According to PwC’s 2016 Global FinTech Survey, 76% of banks perceived part of their business to be at risk to fintech, with concern that startups will go directly to the end-user and bypass banks altogether. This rising threat has actioned banks into a “if you can’t beat them, join them” attitude, and banks are now the most active of all financial sectors in partnering with fintechs, with 42% of banking respondents now joining forces with fintechs.

After a few years of wrangling for dominance, banks and fintechs are slowly coming to the realisation that by working together, they can provide more consolidated services, more efficient processing and have a far higher chance of dominating the marketplace. Rather than limiting the scope of financial services, banks and fintechs are carving away the dualistic rivalry that has stereotyped the industry, and are joining forces to focus on opportunities that leverage each other’s strengths.

It’s a binary partnership: without the technology, banks will lag behind as fintechs provide slicker, more user-friendly interfaces, yet without banks, fintechs will be stymied as they require the back-end processing required to move money around. While fintechs offer product simplicity and seamless integration, they lack sufficient data security, compliance and regulatory certainty that banks possess. Banks also benefit from vast existing customer bases and have the legacy systems which are proven to work. Fintechs are riskier, because they aren’t necessarily proven methods and they lack the financial integrity that characterises banks – yet they have the innovation, the flexibility and the problem-solving approach to address the key issues experienced by the end-users, providing a solution which appeals to the mass market.

The industry is seeing a shift where both sides are coming to the realisation of a new, mutually beneficial relationship, and ultimately, it’s the end-user who will benefit from this.

We work in partnership with Citi to provide global business payments and there are many highlights of how the strengthening relationship between banks and fintechs is a trend which will only continue to grow.

In the recent past, there has been conflict and competition between banks and fintechs, but now we are coming to the realisation that together we are stronger.

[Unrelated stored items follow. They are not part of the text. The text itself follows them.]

//! Configuration for the scan pipeline.

use std::path::Path;

use serde::{Deserialize, Serialize};

use crate::error::{Result, ScanError};

/// Main configuration for the parcelscan pipeline.
#[derive(Debug, Clone, Default, Serialize, Deserialize)]
#[serde(default)]
pub struct ScanConfig {
    /// Field extraction settings.
    pub extraction: ExtractionConfig,
    /// Record validation settings.
    pub validation: ValidationConfig,
}

/// Field extraction settings.
#[derive(Debug, Clone, Serialize, Deserialize)]
#[serde(default)]
pub struct ExtractionConfig {
    /// How many blocks above the weight-unit header to search for the
    /// weight figure. Tuned against real label captures.
    pub weight_search_window: usize,
}

impl Default for ExtractionConfig {
    fn default() -> Self {
        Self {
            weight_search_window: 3,
        }
    }
}

/// Record validation settings. The minimum lengths come from real label
/// samples; the shortest plausible values observed set the thresholds.
#[derive(Debug, Clone, Serialize, Deserialize)]
#[serde(default)]
pub struct ValidationConfig {
    /// Minimum plausible destination address length, in characters.
    pub min_to_address_len: usize,
    /// Minimum plausible sender address length, in characters.
    pub min_from_address_len: usize,
    /// Minimum plausible barcode length, in characters.
    pub min_barcode_len: usize,
}

impl Default for ValidationConfig {
    fn default() -> Self {
        Self {
            min_to_address_len: 9,
            min_from_address_len: 11,
            min_barcode_len: 7,
        }
    }
}

impl ScanConfig {
    /// Load configuration from a JSON file.
    pub fn from_file(path: &Path) -> Result<Self> {
        let content = std::fs::read_to_string(path)?;
        serde_json::from_str(&content).map_err(|e| ScanError::Config(e.to_string()))
    }

    /// Save configuration to a JSON file.
    pub fn save(&self, path: &Path) -> Result<()> {
        let content =
            serde_json::to_string_pretty(self).map_err(|e| ScanError::Config(e.to_string()))?;
        std::fs::write(path, content)?;
        Ok(())
    }
}
//! Config command - manage configuration.

use std::fs;
use std::path::PathBuf;

use clap::{Args, Subcommand};
use console::style;

use parcelscan_core::ScanConfig;

/// Arguments for the config command.
#[derive(Args)]
pub struct ConfigArgs {
    #[command(subcommand)]
    command: ConfigCommand,
}

#[derive(Subcommand)]
enum ConfigCommand {
    /// Show current configuration
    Show,

    /// Initialize a new configuration file
    Init(InitArgs),

    /// Get a specific configuration value
    Get {
        /// Configuration key (e.g., "validation.min_barcode_len")
        key: String,
    },

    /// Set a configuration value
    Set {
        /// Configuration key
        key: String,
        /// New value
        value: String,
    },

    /// Show configuration file path
    Path,
}

#[derive(Args)]
struct InitArgs {
    /// Output path for configuration file
    #[arg(short, long)]
    output: Option<PathBuf>,

    /// Overwrite existing file
    #[arg(long)]
    force: bool,
}

pub async fn run(args: ConfigArgs) -> anyhow::Result<()> {
    match args.command {
        ConfigCommand::Show => show_config(),
        ConfigCommand::Init(init_args) => init_config(init_args),
        ConfigCommand::Get { key } => get_config(&key),
        ConfigCommand::Set { key, value } => set_config(&key, &value),
        ConfigCommand::Path => show_path(),
    }
}

fn default_config_path() -> PathBuf {
    dirs::config_dir()
        .unwrap_or_else(|| PathBuf::from("."))
        .join("parcelscan")
        .join("config.json")
}

/// The config file's contents, or defaults when no file exists yet.
fn load_current() -> anyhow::Result<ScanConfig> {
    let config_path = default_config_path();
    if config_path.exists() {
        Ok(ScanConfig::from_file(&config_path)?)
    } else {
        Ok(ScanConfig::default())
    }
}

/// "validation.min_barcode_len" to "/validation/min_barcode_len".
fn json_pointer(key: &str) -> String {
    format!("/{}", key.replace('.', "/"))
}

fn show_config() -> anyhow::Result<()> {
    let config_path = default_config_path();

    if !config_path.exists() {
        println!(
            "{} No config file found, showing defaults.",
            style("ℹ").blue()
        );
    }

    println!("{}", serde_json::to_string_pretty(&load_current()?)?);

    Ok(())
}

fn init_config(args: InitArgs) -> anyhow::Result<()> {
    let output_path = args.output.unwrap_or_else(default_config_path);

    if output_path.exists() && !args.force {
        anyhow::bail!(
            "Config file already exists at {}. Use --force to overwrite.",
            output_path.display()
        );
    }

    if let Some(parent) = output_path.parent() {
        fs::create_dir_all(parent)?;
    }

    ScanConfig::default().save(&output_path)?;

    println!(
        "{} Created configuration file at {}",
        style("✓").green(),
        output_path.display()
    );

    Ok(())
}

fn get_config(key: &str) -> anyhow::Result<()> {
    let json = serde_json::to_value(load_current()?)?;

    let value = json
        .pointer(&json_pointer(key))
        .ok_or_else(|| anyhow::anyhow!("Configuration key not found: {}", key))?;

    println!("{}", serde_json::to_string_pretty(value)?);

    Ok(())
}

fn set_config(key: &str, value: &str) -> anyhow::Result<()> {
    let config_path = default_config_path();

    // Bare words become strings; anything parseable stays typed.
    let parsed: serde_json::Value = serde_json::from_str(value)
        .unwrap_or_else(|_| serde_json::Value::String(value.to_string()));

    // The key set is closed; a key that does not round-trip through the
    // config type is a typo, not a new setting.
    let mut json = serde_json::to_value(load_current()?)?;
    let slot = json
        .pointer_mut(&json_pointer(key))
        .ok_or_else(|| anyhow::anyhow!("Configuration key not found: {}", key))?;
    *slot = parsed.clone();

    let config: ScanConfig = serde_json::from_value(json)?;

    if let Some(parent) = config_path.parent() {
        fs::create_dir_all(parent)?;
    }
    config.save(&config_path)?;

    println!(
        "{} Set {} = {}",
        style("✓").green(),
        key,
        serde_json::to_string(&parsed)?
    );

    Ok(())
}

fn show_path() -> anyhow::Result<()> {
    let config_path = default_config_path();

    println!("Configuration file: {}", config_path.display());

    if config_path.exists() {
        println!("Status: {}", style("exists").green());
    } else {
        println!("Status: {}", style("not created").yellow());
        println!();
        println!("Run 'parcelscan config init' to create a configuration file.");
    }

    Ok(())
}
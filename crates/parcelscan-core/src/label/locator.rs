//! Single-pass field location over the normalized document.
//!
//! Location and extraction are separate steps: this pass only decides WHERE
//! each field's defining pattern first appears, recording block (and for
//! headers, line) indices. Extraction then reads values out of the located
//! neighborhoods.

use tracing::debug;

use crate::document::Document;

use super::rules::patterns::*;
use super::rules::{HandlingInstruction, ServiceType};

/// Where each field's defining pattern was first seen.
///
/// One slot per locatable field. The barcode is supplied by the barcode
/// provider and has no slot here. Slots are write-once: the first match in
/// document order wins and later matches are ignored, so a spurious repeat
/// further down the label cannot displace the real location.
#[derive(Debug, Clone, Default, PartialEq, Eq)]
pub struct LocationIndex {
    /// Block whose sole line carries the postal code.
    pub postal_code: Option<usize>,
    /// Block whose sole line carries the tracking PIN.
    pub track_pin: Option<usize>,
    /// Block whose sole line carries the dimension string.
    pub dimension: Option<usize>,
    /// Block containing a service name.
    pub service: Option<usize>,
    /// Block and line of the destination header.
    pub to_header: Option<(usize, usize)>,
    /// Block and line of the sender header.
    pub from_header: Option<(usize, usize)>,
    /// Block containing the weight unit token.
    pub weight_unit: Option<usize>,
    /// Block containing a handling instruction.
    pub instruction: Option<usize>,
    /// Block and line of the reference header.
    pub reference: Option<(usize, usize)>,
}

/// Assign `value` to `slot` unless the slot already holds a location.
fn record_once<T>(slot: &mut Option<T>, value: T) {
    if slot.is_none() {
        *slot = Some(value);
    }
}

/// One forward pass over the document, assigning each field the first
/// location whose text satisfies its matcher.
///
/// The pass never exits early: a field that never matches keeps its `None`
/// slot while the rest of the document is still scanned for the others.
/// The short patterns that could fire inside an address paragraph (postal
/// code, tracking PIN, dimensions) are only accepted in blocks that hold
/// exactly one line; the label layout isolates those values on lines of
/// their own.
pub fn locate_fields(document: &Document) -> LocationIndex {
    let mut index = LocationIndex::default();

    for (block_idx, block) in document.blocks.iter().enumerate() {
        let single_line = block.is_single_line();

        for (line_idx, line) in block.lines.iter().enumerate() {
            if single_line {
                if POSTAL_CODE.is_match(line) {
                    record_once(&mut index.postal_code, block_idx);
                }
                if TRACK_PIN.is_match(line) {
                    record_once(&mut index.track_pin, block_idx);
                }
                if DIMENSION.is_match(line) {
                    record_once(&mut index.dimension, block_idx);
                }
            }

            if ServiceType::find_in(line).is_some() {
                record_once(&mut index.service, block_idx);
            }
            if TO_HEADER.is_match(line) {
                record_once(&mut index.to_header, (block_idx, line_idx));
            }
            if FROM_HEADER.is_match(line) {
                record_once(&mut index.from_header, (block_idx, line_idx));
            }
            if line.contains(WEIGHT_UNIT) {
                record_once(&mut index.weight_unit, block_idx);
            }
            if HandlingInstruction::match_line(line).is_some() {
                record_once(&mut index.instruction, block_idx);
            }
            if REF_HEADER.is_match(line) {
                record_once(&mut index.reference, (block_idx, line_idx));
            }
        }
    }

    debug!("Located fields: {:?}", index);

    index
}

#[cfg(test)]
mod tests {
    use super::*;
    use crate::document::{RecognizedBlock, RecognizedLine};
    use pretty_assertions::assert_eq;

    fn doc(blocks: &[&[&str]]) -> Document {
        let raw = blocks
            .iter()
            .enumerate()
            .map(|(b, lines)| RecognizedBlock {
                top: b as f32 * 10.0,
                lines: lines
                    .iter()
                    .enumerate()
                    .map(|(l, text)| RecognizedLine {
                        text: (*text).to_string(),
                        top: b as f32 * 10.0 + l as f32,
                    })
                    .collect(),
            })
            .collect();
        Document::normalize(raw)
    }

    #[test]
    fn test_locates_each_field_kind() {
        let document = doc(&[
            &["Xpresspost"],
            &["TO: À"],
            &["Julie Tester", "4811 Churchill Place"],
            &["H7W 4H4"],
            &["LEAVE AT DOOR"],
            &["FROM / DE"],
            &["23x18x11 cm"],
            &["1.588 KG"],
            &["PIN: 1234 5678 9012 3456"],
            &["Ref./Réf.: ORDER-100"],
        ]);

        let index = locate_fields(&document);

        assert_eq!(index.service, Some(0));
        assert_eq!(index.to_header, Some((1, 0)));
        assert_eq!(index.postal_code, Some(3));
        assert_eq!(index.instruction, Some(4));
        assert_eq!(index.from_header, Some((5, 0)));
        assert_eq!(index.dimension, Some(6));
        assert_eq!(index.weight_unit, Some(7));
        assert_eq!(index.track_pin, Some(8));
        assert_eq!(index.reference, Some((9, 0)));
    }

    #[test]
    fn test_first_match_wins() {
        let document = doc(&[&["H7W 4H4"], &["K1A 0B1"]]);
        let index = locate_fields(&document);
        assert_eq!(index.postal_code, Some(0));
    }

    #[test]
    fn test_postal_code_ignored_in_multi_line_block() {
        // Inside an address paragraph the pattern must not claim the block.
        let document = doc(&[
            &["Julie Tester", "Laval, QC, H7W 4H4"],
            &["H7W 4H4"],
        ]);
        let index = locate_fields(&document);
        assert_eq!(index.postal_code, Some(1));
    }

    #[test]
    fn test_postal_code_accepts_letter_o_for_zero() {
        let document = doc(&[&["K1A OB1"]]);
        let index = locate_fields(&document);
        assert_eq!(index.postal_code, Some(0));
    }

    #[test]
    fn test_header_records_block_and_line() {
        let document = doc(&[&["Shipping label", "TO: À", "Julie Tester"]]);
        let index = locate_fields(&document);
        assert_eq!(index.to_header, Some((0, 1)));
    }

    #[test]
    fn test_first_matching_line_wins_within_block() {
        let document = doc(&[&["TO: À", "TO: À again"]]);
        let index = locate_fields(&document);
        assert_eq!(index.to_header, Some((0, 0)));
    }

    #[test]
    fn test_pass_continues_after_unmatched_fields() {
        // No service name and no headers anywhere; later fields still land.
        let document = doc(&[&["nothing here"], &["1234 5678 9012 3456"]]);
        let index = locate_fields(&document);
        assert_eq!(index.service, None);
        assert_eq!(index.to_header, None);
        assert_eq!(index.track_pin, Some(1));
    }

    #[test]
    fn test_reference_header_tolerates_missing_accents() {
        let document = doc(&[&["Ref: Ref: ABC"]]);
        let index = locate_fields(&document);
        assert_eq!(index.reference, Some((0, 0)));
    }

    #[test]
    fn test_empty_document_locates_nothing() {
        let index = locate_fields(&Document::default());
        assert_eq!(index, LocationIndex::default());
    }
}
//! Matching rules for the supported label layout: regex patterns and the
//! closed vocabularies for service names and handling instructions.

pub mod instruction;
pub mod patterns;
pub mod service;

pub use instruction::HandlingInstruction;
pub use service::ServiceType;
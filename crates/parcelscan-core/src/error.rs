//! Error types for the parcelscan-core library.

use thiserror::Error;

/// Main error type for the parcelscan library.
///
/// A field that never matched anywhere on the label is not an error; it
/// comes back as an empty value and the validator decides what to do with
/// it. Errors are reserved for the boundary: unreadable input, bad
/// configuration, I/O.
#[derive(Error, Debug)]
pub enum ScanError {
    /// Capture snapshot could not be decoded.
    #[error("Snapshot error: {0}")]
    Snapshot(String),

    /// Configuration error.
    #[error("Configuration error: {0}")]
    Config(String),

    /// I/O error.
    #[error("IO error: {0}")]
    Io(#[from] std::io::Error),
}

/// Result type alias for parcelscan operations.
pub type Result<T> = std::result::Result<T, ScanError>;
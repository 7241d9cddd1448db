//! CLI subcommands.

pub mod batch;
pub mod config;
pub mod scan;
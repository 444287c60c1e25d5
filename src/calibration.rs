//! Calibration result messages.
//!
//! After a calibration command the QZFM prints one message with a figure per
//! axis, e.g. `Calib X:1.02, Y:0.98, Z:1.10`. Lower is better; the device
//! cannot report figures above 15.9.

use serde::Serialize;

/// Reporting ceiling of the device.
pub const CALIBRATION_FIGURE_CEILING: f64 = 15.9;
/// Figures strictly below this are a good calibration.
pub const CALIBRATION_OK_LIMIT: f64 = 1.5;

/// A parsed calibration result.
#[derive(Debug, Clone, PartialEq, Serialize)]
pub struct CalibrationReport {
    /// `(label, figure)` per field of the message, figures clamped.
    pub axes: Vec<(String, f64)>,
    /// Worst (largest) clamped figure.
    pub figure: f64,
    /// Message text as received.
    pub message: String,
}

impl CalibrationReport {
    /// Parse a message, returning `None` if it is not a calibration result.
    pub fn parse(message: &str) -> Option<Self> {
        if !message.to_lowercase().contains("calib") {
            return None;
        }

        let axes: Vec<(String, f64)> = message
            .split(',')
            .filter_map(|field| {
                let split = field.rfind(|c: char| c == ':' || c == ')')?;
                let value: f64 = field[split + 1..].trim().parse().ok()?;
                let label = field[..split]
                    .trim()
                    .trim_start_matches('(')
                    .rsplit(|c: char| c == ' ' || c == '(')
                    .next()
                    .unwrap_or_default()
                    .to_string();
                Some((label, clamp_figure(value)))
            })
            .collect();

        let figure = axes
            .iter()
            .map(|(_, v)| *v)
            .fold(None, |acc: Option<f64>, v| Some(acc.map_or(v, |a| a.max(v))))?;

        Some(Self {
            axes,
            figure,
            message: message.to_string(),
        })
    }

    pub fn is_ok(&self) -> bool {
        calibration_ok(self.figure)
    }
}

/// Clamp a figure at the reporting ceiling.
pub fn clamp_figure(figure: f64) -> f64 {
    if figure >= CALIBRATION_FIGURE_CEILING {
        CALIBRATION_FIGURE_CEILING
    } else {
        figure
    }
}

/// Whether a figure counts as a good calibration. A poor figure is not an error.
pub fn calibration_ok(figure: f64) -> bool {
    clamp_figure(figure) < CALIBRATION_OK_LIMIT
}

#[cfg(test)]
mod tests {
    use super::*;

    #[test]
    fn clamps_at_ceiling() {
        assert_eq!(clamp_figure(15.9), 15.9);
        assert_eq!(clamp_figure(99.0), 15.9);
        assert_eq!(clamp_figure(3.2), 3.2);
    }

    #[test]
    fn ok_threshold() {
        assert!(calibration_ok(1.4));
        assert!(!calibration_ok(1.6));
        assert!(!calibration_ok(1.5));
    }

    #[test]
    fn parses_per_axis_figures() {
        let report = CalibrationReport::parse("Calib X:1.02, Y:0.98, Z:1.10").unwrap();
        assert_eq!(report.axes.len(), 3);
        assert_eq!(report.axes[0], ("X".to_string(), 1.02));
        assert_eq!(report.axes[2], ("Z".to_string(), 1.10));
        assert_eq!(report.figure, 1.10);
        assert!(report.is_ok());
    }

    #[test]
    fn degraded_and_saturated_figures() {
        let report = CalibrationReport::parse("Calibration: 1.6").unwrap();
        assert_eq!(report.figure, 1.6);
        assert!(!report.is_ok());

        let report = CalibrationReport::parse("Calib X:22.0, Y:1.0").unwrap();
        assert_eq!(report.figure, 15.9);
        assert_eq!(report.axes[0].1, 15.9);
    }

    #[test]
    fn ignores_other_messages() {
        assert!(CalibrationReport::parse("Laser locked").is_none());
        assert!(CalibrationReport::parse("Calibrating...").is_none());
    }
}
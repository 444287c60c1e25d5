use std::io::{self, Read, Write};
use std::time::{Duration, Instant};

use log::{debug, info};
use serialport::{ClearBuffer, FlowControl, SerialPort};

use super::Transport;
use crate::config::SerialSettings;
use crate::errors::{DriverError, Result};

const READ_SCRATCH: usize = 256;

/// [`Transport`] over a local serial port (e.g. `/dev/ttyUSB0` or `COM3`).
pub struct SerialTransport {
    port: Option<Box<dyn SerialPort>>,
    /// Known only for ports opened by path; wrapped ports cannot be reopened.
    path: Option<String>,
    settings: SerialSettings,
}

impl SerialTransport {
    /// Open the port at `path` with the given link parameters.
    pub fn open(path: &str, settings: &SerialSettings) -> Result<Self> {
        let port = open_port(path, settings)?;
        Ok(Self {
            port: Some(port),
            path: Some(path.to_string()),
            settings: settings.clone(),
        })
    }

    /// Wrap an already opened port.
    pub fn from_port(port: Box<dyn SerialPort>, settings: &SerialSettings) -> Self {
        Self {
            port: Some(port),
            path: None,
            settings: settings.clone(),
        }
    }

    fn port(&mut self) -> Result<&mut Box<dyn SerialPort>> {
        self.port
            .as_mut()
            .ok_or_else(|| DriverError::Connection("serial port is closed".into()))
    }
}

fn open_port(path: &str, settings: &SerialSettings) -> Result<Box<dyn SerialPort>> {
    let port = serialport::new(path, settings.baud_rate)
        .data_bits(settings.serialport_data_bits())
        .parity(settings.parity.into())
        .stop_bits(settings.stop_bits.into())
        .flow_control(FlowControl::None)
        .timeout(settings.read_timeout)
        .open()
        .map_err(|e| {
            DriverError::Connection(format!("failed to open serial port at {path}: {e}"))
        })?;

    info!(
        "serial port opened: path={}, baud={}",
        path, settings.baud_rate
    );
    Ok(port)
}

fn link_error(e: io::Error) -> DriverError {
    match e.kind() {
        io::ErrorKind::BrokenPipe
        | io::ErrorKind::NotConnected
        | io::ErrorKind::ConnectionReset
        | io::ErrorKind::UnexpectedEof => DriverError::Connection(e.to_string()),
        _ => DriverError::Io(e),
    }
}

impl Transport for SerialTransport {
    fn write(&mut self, bytes: &[u8]) -> Result<()> {
        let write_timeout = self.settings.write_timeout;
        let port = self.port()?;
        port.set_timeout(write_timeout)?;
        port.write_all(bytes).map_err(link_error)?;
        port.flush().map_err(link_error)?;
        debug!("wrote {:02X?}", bytes);
        Ok(())
    }

    fn read(&mut self, max_bytes: usize, timeout: Duration) -> Result<Vec<u8>> {
        let port = self.port()?;
        let deadline = Instant::now() + timeout;
        let mut out = Vec::with_capacity(max_bytes.min(READ_SCRATCH));
        let mut buf = [0u8; READ_SCRATCH];

        while out.len() < max_bytes {
            let remaining = deadline.saturating_duration_since(Instant::now());
            if remaining.is_zero() {
                break;
            }
            port.set_timeout(remaining)?;

            let want = (max_bytes - out.len()).min(buf.len());
            match port.read(&mut buf[..want]) {
                Ok(0) => break,
                Ok(n) => out.extend_from_slice(&buf[..n]),
                Err(e) if e.kind() == io::ErrorKind::TimedOut => break,
                Err(e) if e.kind() == io::ErrorKind::WouldBlock => {}
                Err(e) if e.kind() == io::ErrorKind::Interrupted => {}
                Err(e) => return Err(link_error(e)),
            }
        }

        Ok(out)
    }

    fn clear_input_buffer(&mut self) -> Result<()> {
        self.port()?.clear(ClearBuffer::Input)?;
        Ok(())
    }

    fn close(&mut self) {
        if self.port.take().is_some() {
            info!("serial port closed: path={}", self.path.as_deref().unwrap_or("<wrapped>"));
        }
    }

    fn reopen(&mut self) -> Result<()> {
        let Some(path) = self.path.as_deref() else {
            return Err(DriverError::Connection(
                "wrapped serial port cannot be reopened".into(),
            ));
        };
        // Release the stale handle first; some platforms refuse a second open.
        self.port = None;
        self.port = Some(open_port(path, &self.settings)?);
        Ok(())
    }
}
#[cfg(test)]
mod tests {
    use super::*;

    #[test]
    fn encodes_command_table() {
        assert_eq!(Command::AutoStart.encode().unwrap(), b">");
        assert_eq!(Command::DataStream(true).encode().unwrap(), b"7");
        assert_eq!(Command::DataStream(false).encode().unwrap(), b"8");
        assert_eq!(Command::ReadAxis(ReadAxis::Y).encode().unwrap(), b"@");
        assert_eq!(Command::ZeroingAxes(ZeroingAxes::YZ).encode().unwrap(), b"h");
        assert_eq!(Command::FieldZero(false).encode().unwrap(), b"E");
        assert_eq!(Command::AxisMode(AxisMode::Dual).encode().unwrap(), b"B");
        assert_eq!(Command::Gain(GainMode::X1).encode().unwrap(), b"`");
    }

    #[test]
    fn replies_must_name_the_command() {
        assert!(Command::Gain(GainMode::X3).answered_by("Gain set to 3x"));
        assert!(!Command::Gain(GainMode::X3).answered_by("Laser locked"));
        assert!(Command::AxisMode(AxisMode::Dual).answered_by("Dual axis mode"));
        assert!(!Command::AxisMode(AxisMode::Dual).answered_by("Cell heating"));
        assert!(!Command::Calibrate.answered_by("Laser locked"));
        assert!(Command::Reboot.answered_by("anything"));
    }

    #[test]
    fn unsupported_gain_is_rejected() {
        let err = Command::Gain(GainMode::X0_1).encode().unwrap_err();
        assert!(matches!(err, DriverError::UnsupportedOperation(_)));
    }

    #[test]
    fn symbolic_commands() {
        assert_eq!(
            Command::from_symbolic("gain", Some("3x")).unwrap(),
            Command::Gain(GainMode::X3)
        );
        assert_eq!(
            Command::from_symbolic("field_zero", Some("off")).unwrap(),
            Command::FieldZero(false)
        );
        assert!(Command::from_symbolic("axis_mode", Some("x")).is_err());
        assert!(Command::from_symbolic("calibrate", Some("now")).is_err());
        assert!(Command::from_symbolic("self_destruct", None).is_err());
    }

    #[test]
    fn classifies_from_prefix() {
        assert_eq!(classify(b"|31"), FrameKind::Status);
        assert_eq!(classify(b"\0\r\n~0732768"), FrameKind::Status);
        assert_eq!(classify(b"#Calib"), FrameKind::Message);
        assert_eq!(classify(b"!83"), FrameKind::Data);
        assert_eq!(classify(b"8388608"), FrameKind::Data);
        assert_eq!(classify(b"?"), FrameKind::Unrecognized);
        assert_eq!(classify(b""), FrameKind::Unrecognized);
    }

    #[test]
    fn decodes_parameters() {
        assert_eq!(
            decode_parameter("~0732868"),
            Some((ParameterCode::Bz, 100.0))
        );
        assert_eq!(
            decode_parameter("~048912896"),
            Some((ParameterCode::CellTempError, 1.0))
        );
        assert_eq!(decode_parameter("~07abc"), None);
        assert_eq!(decode_parameter("~07"), None);
        assert_eq!(decode_parameter("~99123"), None);
    }

    #[test]
    fn decodes_leds() {
        assert_eq!(decode_led("|31"), Some((3, true)));
        assert_eq!(decode_led("|10"), Some((1, false)));
        assert_eq!(decode_led("|9"), None);
        assert_eq!(decode_led("|"), None);
    }

    #[test]
    fn decodes_field_words() {
        assert_eq!(decode_field("!8388708"), Some(1.0));
        assert_eq!(decode_field("8388608"), Some(0.0));
        assert!(decode_field("!838860").unwrap().is_nan());
        assert_eq!(decode_field("#hello"), None);
    }

    #[test]
    fn assembler_drops_lead_in_across_reads() {
        let mut asm = LineAssembler::new();
        assert!(asm.push(b"88608\r").is_empty());
        assert!(asm.in_lead_in());
        assert_eq!(asm.push(b"\n!8388708\r\n!83"), vec!["!8388708"]);
        assert_eq!(asm.push(b"88808\r\n"), vec!["!8388808"]);
    }

    #[test]
    fn complete_lines_strip_partial_ends() {
        let lines = complete_lines(b"11\r\n|21\r\n#ok\0\0\r\n~07327");
        assert_eq!(lines, vec!["|21", "#ok"]);
    }
}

Really, this is primarily for the benefit of the recipient. Banks possess the global power and knowledge of the back-end processing, while fintechs are building the software at the front, building with the user interface, and providing solutions which effectively and coherently manage payments processing and failed payments, etc.

Fintechs deal with the rules and routing at the point of entry, ultimately providing more transparency and control of the front-end to the payment remitter. This is exactly what businesses want because they have lacked control and transparency in the past. In turn, this then benefits the beneficiary because less things go wrong – payments are faster and more accurate as errors or issues are flagged up and corrected earlier in the payment process.

Technology definitely helps to improve straight-through processing and enhances the customer experience, and banks are waking up to the fact that if they can’t innovate on their own, they are better to outsource the innovation. Banks have waylaid legacy systems and by working with fintechs, it makes for smoother processing and easier, slicker payments. It reduces the risk of charges by utilising more efficient resources.

While cost-efficiency and speed are at the forefront of new banking technologies, the emphasis on this, coupled with accuracy, is even more pronounced when operating across a global marketplace.

International payments involve even more complex and complicated procedures, including all manner of compliance and mandatory checks, in-country regulations and currency exchange issues which can slow up the payments process and allow much more capacity for errors to be made.

Technology is an enabler here, because it can help legacy banks by offering functionalities and automated processes which make the whole international payments process much smoother. Even something as simple as changing the currency earlier in the process, capturing the right information and delivering it correctly, will ensure the payment process is more streamlined and efficient.